If the flight controller rebooted, wouldnt the log stop immediately? It seems that this log still contains the final part detected the crash.
It seems to me that the flight controller has some fatal error that cause all computations to stop, but I am not sure…

It is very hard to tell from the log. I would best guess to be loss of power or brownout to have the logging suddenly stop and the aircraft lost all control. I had one recently where the power connector came loose from the board in flight and it would’ve done the same thing if not for the Power2 port being hooked up to a backup battery. Inspection of the board after the fact revealed cold solder joints on the power connector. And the Power2 connector was not any better.

you are reading it wrong:
What happened is that you had severe trouble controlling pitch, and the actual vs desired pitch diverged by >30° for over 2 seconds, which triggered the crash detection , and it simply disarmed. (and stopped logging most data as LOG_DISARMED=0)

  • for some funny reason (maybe because it’s a dev build) it continued to log MSG,PARM, EV and ERR - but nothing from the sensors, hence you won’t see the descent.

So the “crash detected” you see is at top altitude, due to inability to reach desired attitude and not enough acceleration (it assumed it was stuck somewhere)

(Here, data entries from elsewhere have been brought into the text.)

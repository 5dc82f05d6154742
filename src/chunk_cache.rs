//! Hash-Entry Chunk Cache: lazily loads hash-table chunks into memory
//! on first touch, tracks which ones have been written since load, and
//! flushes dirty chunks back to the primary (and, best-effort, backup)
//! hash-table region at unmount (§4.3).

use crate::types::HtableGeometry;
use crate::volume::StripedVolume;
use anyhow::{Context, Result};
use log::warn;
use std::collections::HashMap;

struct CachedChunk {
    buf: Vec<u8>,
    dirty: bool,
}

/// Caches hash-table chunks by logical chunk-table index (0-based,
/// relative to `geometry.htable_ref`), not by absolute volume chunk
/// number.
pub struct HashEntryChunkCache {
    geometry: HtableGeometry,
    chunks: HashMap<u64, CachedChunk>,
}

impl HashEntryChunkCache {
    pub fn new(geometry: HtableGeometry) -> HashEntryChunkCache {
        HashEntryChunkCache {
            geometry,
            chunks: HashMap::new(),
        }
    }

    pub fn geometry(&self) -> &HtableGeometry {
        &self.geometry
    }

    fn ensure_loaded(&mut self, vol: &mut StripedVolume, rel_chunk: u64) -> Result<()> {
        if self.chunks.contains_key(&rel_chunk) {
            return Ok(());
        }
        let mut buf = vec![0_u8; vol.chunksize as usize];
        vol.read_chunks(self.geometry.htable_ref + rel_chunk, 1, &mut buf)
            .with_context(|| format!("loading hash-table chunk {}", rel_chunk))?;
        self.chunks.insert(rel_chunk, CachedChunk { buf, dirty: false });
        Ok(())
    }

    /// Returns a mutable view of the `entry_size`-byte record at global
    /// entry index `index`, loading its backing chunk on first touch.
    pub fn entry_at(&mut self, vol: &mut StripedVolume, index: usize) -> Result<&mut [u8]> {
        let (chunk, offset) = self.geometry.locate(index);
        let rel_chunk = chunk - self.geometry.htable_ref;
        self.ensure_loaded(vol, rel_chunk)?;
        let entry_size = self.geometry.entry_size;
        let cached = self.chunks.get_mut(&rel_chunk).expect("just loaded");
        Ok(&mut cached.buf[offset..offset + entry_size])
    }

    /// Marks the chunk backing entry index `index` dirty. Call after
    /// mutating the slice returned by `entry_at`.
    pub fn mark_dirty(&mut self, index: usize) {
        let (chunk, _) = self.geometry.locate(index);
        let rel_chunk = chunk - self.geometry.htable_ref;
        if let Some(c) = self.chunks.get_mut(&rel_chunk) {
            c.dirty = true;
        }
    }

    /// Writes every dirty chunk back to the primary hash-table region,
    /// and, best-effort, to the backup region if one is configured.
    /// Primary-write failures are fatal; backup-write failures are
    /// logged and otherwise ignored, per §4.3.
    pub fn flush_all(&mut self, vol: &mut StripedVolume) -> Result<()> {
        let dirty_chunks: Vec<u64> = self
            .chunks
            .iter()
            .filter(|(_, c)| c.dirty)
            .map(|(k, _)| *k)
            .collect();

        for rel_chunk in dirty_chunks {
            let buf = self.chunks[&rel_chunk].buf.clone();
            vol.write_chunks(self.geometry.htable_ref + rel_chunk, 1, &buf)
                .with_context(|| format!("flushing hash-table chunk {}", rel_chunk))?;

            if self.geometry.htable_bak_ref != 0 {
                if let Err(e) = vol.write_chunks(self.geometry.htable_bak_ref + rel_chunk, 1, &buf) {
                    warn!("backup hash-table write failed for chunk {}: {}", rel_chunk, e);
                }
            }

            if let Some(c) = self.chunks.get_mut(&rel_chunk) {
                c.dirty = false;
            }
        }
        Ok(())
    }
}

#[cfg(test)]
mod tests {
    use super::*;
    use crate::disk::Disk;
    use crate::types::{HashEntryView, StripeMode};
    use std::io::Write as _;

    fn make_disk(size: u64) -> Disk {
        let mut tmp = tempfile::NamedTempFile::new().unwrap();
        tmp.write_all(&vec![0_u8; size as usize]).unwrap();
        let (file, path) = tmp.keep().unwrap();
        drop(file);
        Disk::open(&path).unwrap()
    }

    fn make_geometry(hlen: usize) -> HtableGeometry {
        let entry_size = HashEntryView::entry_size(hlen);
        HtableGeometry {
            htable_ref: 2,
            htable_bak_ref: 0,
            htable_len: 4,
            entries_per_chunk: 4096 / entry_size,
            entry_size,
            buckets: 16,
            entries_per_bucket: 4,
            hlen,
        }
    }

    #[test]
    fn lazy_load_and_dirty_flush_roundtrip() {
        let disk = make_disk(64 * 4096);
        let mut vol = StripedVolume::new(vec![disk], 4096, StripeMode::Independent, 64);
        let geom = make_geometry(32);
        let mut cache = HashEntryChunkCache::new(geom);

        {
            let entry = cache.entry_at(&mut vol, 0).unwrap();
            let mut view = HashEntryView::new(32, entry);
            view.set_hash(&[9_u8; 32]);
            view.set_chunk(5);
        }
        cache.mark_dirty(0);
        cache.flush_all(&mut vol).unwrap();

        let mut fresh_cache = HashEntryChunkCache::new(make_geometry(32));
        let entry = fresh_cache.entry_at(&mut vol, 0).unwrap();
        let view = HashEntryView::new(32, entry);
        assert_eq!(view.hash(), &[9_u8; 32]);
        assert_eq!(view.chunk(), 5);
    }

    #[test]
    fn clean_chunk_not_rewritten() {
        let disk = make_disk(64 * 4096);
        let mut vol = StripedVolume::new(vec![disk], 4096, StripeMode::Independent, 64);
        let geom = make_geometry(32);
        let mut cache = HashEntryChunkCache::new(geom);
        let _ = cache.entry_at(&mut vol, 0).unwrap();
        cache.flush_all(&mut vol).unwrap();
        assert!(!cache.chunks[&0].dirty);
    }
}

That’s weird. When I loaded that log file last night the data just stopped prior to the crash and it didn’t show the mode switches. Now, I re-downloaded it and loaded it in a different computer and I see the collective is maxed out.

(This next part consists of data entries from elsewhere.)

//! Command-line front end: collects the mandatory member device list,
//! verbosity flags, and the ordered action list (§4.8, §6). `-m`/`-n`/
//! `-f` attach to whichever `-a/--add-obj` most recently preceded them
//! on the command line, which needs each flag's raw argv index rather
//! than the per-flag value lists `clap`'s derive macro collects — so
//! the action flags are parsed with the builder API instead of
//! `#[derive(Parser)]` and then zipped back together here.

use crate::engine::Action;
use anyhow::{anyhow, Result};
use clap::{Arg, ArgAction, Command};
use std::path::PathBuf;

#[derive(Debug)]
pub struct Cli {
    pub members: Vec<PathBuf>,
    pub verbosity: u8,
    pub actions: Vec<Action>,
}

fn build_command() -> Command {
    Command::new("shfsadm")
        .about("inspect and administer an unmounted SHFS volume")
        .arg(
            Arg::new("member")
                .value_name("DEVICE")
                .num_args(1..)
                .required(true)
                .help("a member device or file of the volume; repeat for multi-member volumes"),
        )
        .arg(
            Arg::new("verbose")
                .short('v')
                .long("verbose")
                .action(ArgAction::Count)
                .help("increase log verbosity; repeatable up to twice"),
        )
        .arg(
            Arg::new("add-obj")
                .short('a')
                .long("add-obj")
                .value_name("FILE")
                .action(ArgAction::Append)
                .value_parser(clap::value_parser!(PathBuf)),
        )
        .arg(
            Arg::new("mime")
                .short('m')
                .long("mime")
                .value_name("MIME")
                .action(ArgAction::Append)
                .help("mime type for the preceding --add-obj"),
        )
        .arg(
            Arg::new("name")
                .short('n')
                .long("name")
                .value_name("NAME")
                .action(ArgAction::Append)
                .help("stored name for the preceding --add-obj"),
        )
        .arg(
            Arg::new("force")
                .short('f')
                .long("force")
                .action(ArgAction::SetTrue)
                .help("for the preceding --add-obj, overwrite an existing entry's metadata instead of failing DUPLICATE"),
        )
        .arg(
            Arg::new("rm-obj")
                .short('r')
                .long("rm-obj")
                .value_name("HEX")
                .action(ArgAction::Append),
        )
        .arg(
            Arg::new("cat-obj")
                .short('c')
                .long("cat-obj")
                .value_name("HEX")
                .action(ArgAction::Append)
                .help("writes the object's bytes to standard output"),
        )
        .arg(
            Arg::new("set-default")
                .short('d')
                .long("set-default")
                .value_name("HEX")
                .action(ArgAction::Append),
        )
        .arg(
            Arg::new("clear-default")
                .short('C')
                .long("clear-default")
                .action(ArgAction::SetTrue),
        )
        .arg(Arg::new("ls").short('l').long("ls").action(ArgAction::SetTrue))
        .arg(Arg::new("info").short('i').long("info").action(ArgAction::SetTrue))
}

/// Parses `argv` (typically `std::env::args_os()`) into a `Cli`.
pub fn parse<I, T>(argv: I) -> Result<Cli>
where
    I: IntoIterator<Item = T>,
    T: Into<std::ffi::OsString> + Clone,
{
    let matches = build_command().try_get_matches_from(argv)?;

    let members = matches
        .get_many::<String>("member")
        .into_iter()
        .flatten()
        .map(PathBuf::from)
        .collect();
    let verbosity = matches.get_count("verbose").min(2);

    let actions = build_action_list(&matches)?;

    Ok(Cli {
        members,
        verbosity,
        actions,
    })
}

/// Walks every recognized action-producing flag by its raw argv index
/// and emits one `Action` per occurrence, in the order they appeared.
/// `-m`/`-n`/`-f` are folded into whichever `-a` occurrence most
/// recently preceded them.
fn build_action_list(matches: &clap::ArgMatches) -> Result<Vec<Action>> {
    #[derive(Debug)]
    enum Raw {
        AddObj(usize, PathBuf),
        Mime(usize, String),
        Name(usize, String),
        Force(usize),
        RmObj(usize, String),
        CatObj(usize, String),
        SetDefault(usize, String),
        ClearDefault(usize),
        Ls(usize),
        Info(usize),
    }

    let mut raws = Vec::new();

    if let Some(idxs) = matches.indices_of("add-obj") {
        let vals = matches.get_many::<PathBuf>("add-obj").unwrap();
        for (i, v) in idxs.zip(vals) {
            raws.push(Raw::AddObj(i, v.clone()));
        }
    }
    if let Some(idxs) = matches.indices_of("mime") {
        let vals = matches.get_many::<String>("mime").unwrap();
        for (i, v) in idxs.zip(vals) {
            raws.push(Raw::Mime(i, v.clone()));
        }
    }
    if let Some(idxs) = matches.indices_of("name") {
        let vals = matches.get_many::<String>("name").unwrap();
        for (i, v) in idxs.zip(vals) {
            raws.push(Raw::Name(i, v.clone()));
        }
    }
    if matches.get_flag("force") {
        if let Some(i) = matches.index_of("force") {
            raws.push(Raw::Force(i));
        }
    }
    if let Some(idxs) = matches.indices_of("rm-obj") {
        let vals = matches.get_many::<String>("rm-obj").unwrap();
        for (i, v) in idxs.zip(vals) {
            raws.push(Raw::RmObj(i, v.clone()));
        }
    }
    if let Some(idxs) = matches.indices_of("cat-obj") {
        let vals = matches.get_many::<String>("cat-obj").unwrap();
        for (i, v) in idxs.zip(vals) {
            raws.push(Raw::CatObj(i, v.clone()));
        }
    }
    if let Some(idxs) = matches.indices_of("set-default") {
        let vals = matches.get_many::<String>("set-default").unwrap();
        for (i, v) in idxs.zip(vals) {
            raws.push(Raw::SetDefault(i, v.clone()));
        }
    }
    if matches.get_flag("clear-default") {
        if let Some(i) = matches.index_of("clear-default") {
            raws.push(Raw::ClearDefault(i));
        }
    }
    if matches.get_flag("ls") {
        if let Some(i) = matches.index_of("ls") {
            raws.push(Raw::Ls(i));
        }
    }
    if matches.get_flag("info") {
        if let Some(i) = matches.index_of("info") {
            raws.push(Raw::Info(i));
        }
    }

    raws.sort_by_key(|r| match r {
        Raw::AddObj(i, _)
        | Raw::Mime(i, _)
        | Raw::Name(i, _)
        | Raw::Force(i)
        | Raw::RmObj(i, _)
        | Raw::CatObj(i, _)
        | Raw::SetDefault(i, _)
        | Raw::ClearDefault(i)
        | Raw::Ls(i)
        | Raw::Info(i) => *i,
    });

    let mut actions: Vec<Action> = Vec::new();
    let mut last_add_obj: Option<usize> = None;

    for raw in raws {
        match raw {
            Raw::AddObj(_, path) => {
                actions.push(Action::AddObj { path, mime: None, name: None, force: false });
                last_add_obj = Some(actions.len() - 1);
            }
            Raw::Mime(_, mime) => {
                let idx = last_add_obj.ok_or_else(|| anyhow!("-m/--mime given without a preceding --add-obj"))?;
                if let Action::AddObj { mime: slot, .. } = &mut actions[idx] {
                    *slot = Some(mime);
                }
            }
            Raw::Name(_, name) => {
                let idx = last_add_obj.ok_or_else(|| anyhow!("-n/--name given without a preceding --add-obj"))?;
                if let Action::AddObj { name: slot, .. } = &mut actions[idx] {
                    *slot = Some(name);
                }
            }
            Raw::Force(_) => {
                let idx = last_add_obj.ok_or_else(|| anyhow!("-f/--force given without a preceding --add-obj"))?;
                if let Action::AddObj { force: slot, .. } = &mut actions[idx] {
                    *slot = true;
                }
            }
            Raw::RmObj(_, hash_hex) => actions.push(Action::RmObj { hash_hex }),
            Raw::CatObj(_, hash_hex) => actions.push(Action::CatObj { hash_hex }),
            Raw::SetDefault(_, hash_hex) => actions.push(Action::SetDefault { hash_hex }),
            Raw::ClearDefault(_) => actions.push(Action::ClearDefault),
            Raw::Ls(_) => actions.push(Action::Ls),
            Raw::Info(_) => actions.push(Action::Info),
        }
    }

    Ok(actions)
}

Thank you for all reply,At first I also thought it was a power problem,But I’m connected to two sets of power,Power1 and Power2.

@Andre-K I looked at the log closer and that’s not what happened. This is a helicopter, and heli’s have the attitude controller active, and all the servos operate, even when the FC is disarmed. You can disarm in flight with a heli, switch to stabilize and autorotate the helicopter to a safe landing, flying it just like normal with the RC. A disarm in flight is not catastrophic for helicopters.

The heli was in auto mode and something failed but I can’t tell what it is. If you expand the timeline for the log the GPS quit first. The baro quit next and in between that the last message was received for system internal voltage. IMU’s, servo outputs and RC inputs continued right up to the crash, which is consistent in helicopters with the controller being disarmed.

Something caused the navigation system and sensors to crash and put the flight controller into a disarmed state (for heli’s) where the attitude controller and I/O continue to work. Instead of taking over manual control the pilot just watched it crash when the heli was still completely flyable in autorotation. The only control input I see made was on the collective after the hardware shut down. Flight mode was not switched from Auto to Stabilize where the heli can be autorotated. And the collective does not respond to pilot input in Alt Hold, Loiter, or Auto. Only Stabilize and Acro provide normal collective control for heli’s, and are the only two modes the heli can be autorotated in.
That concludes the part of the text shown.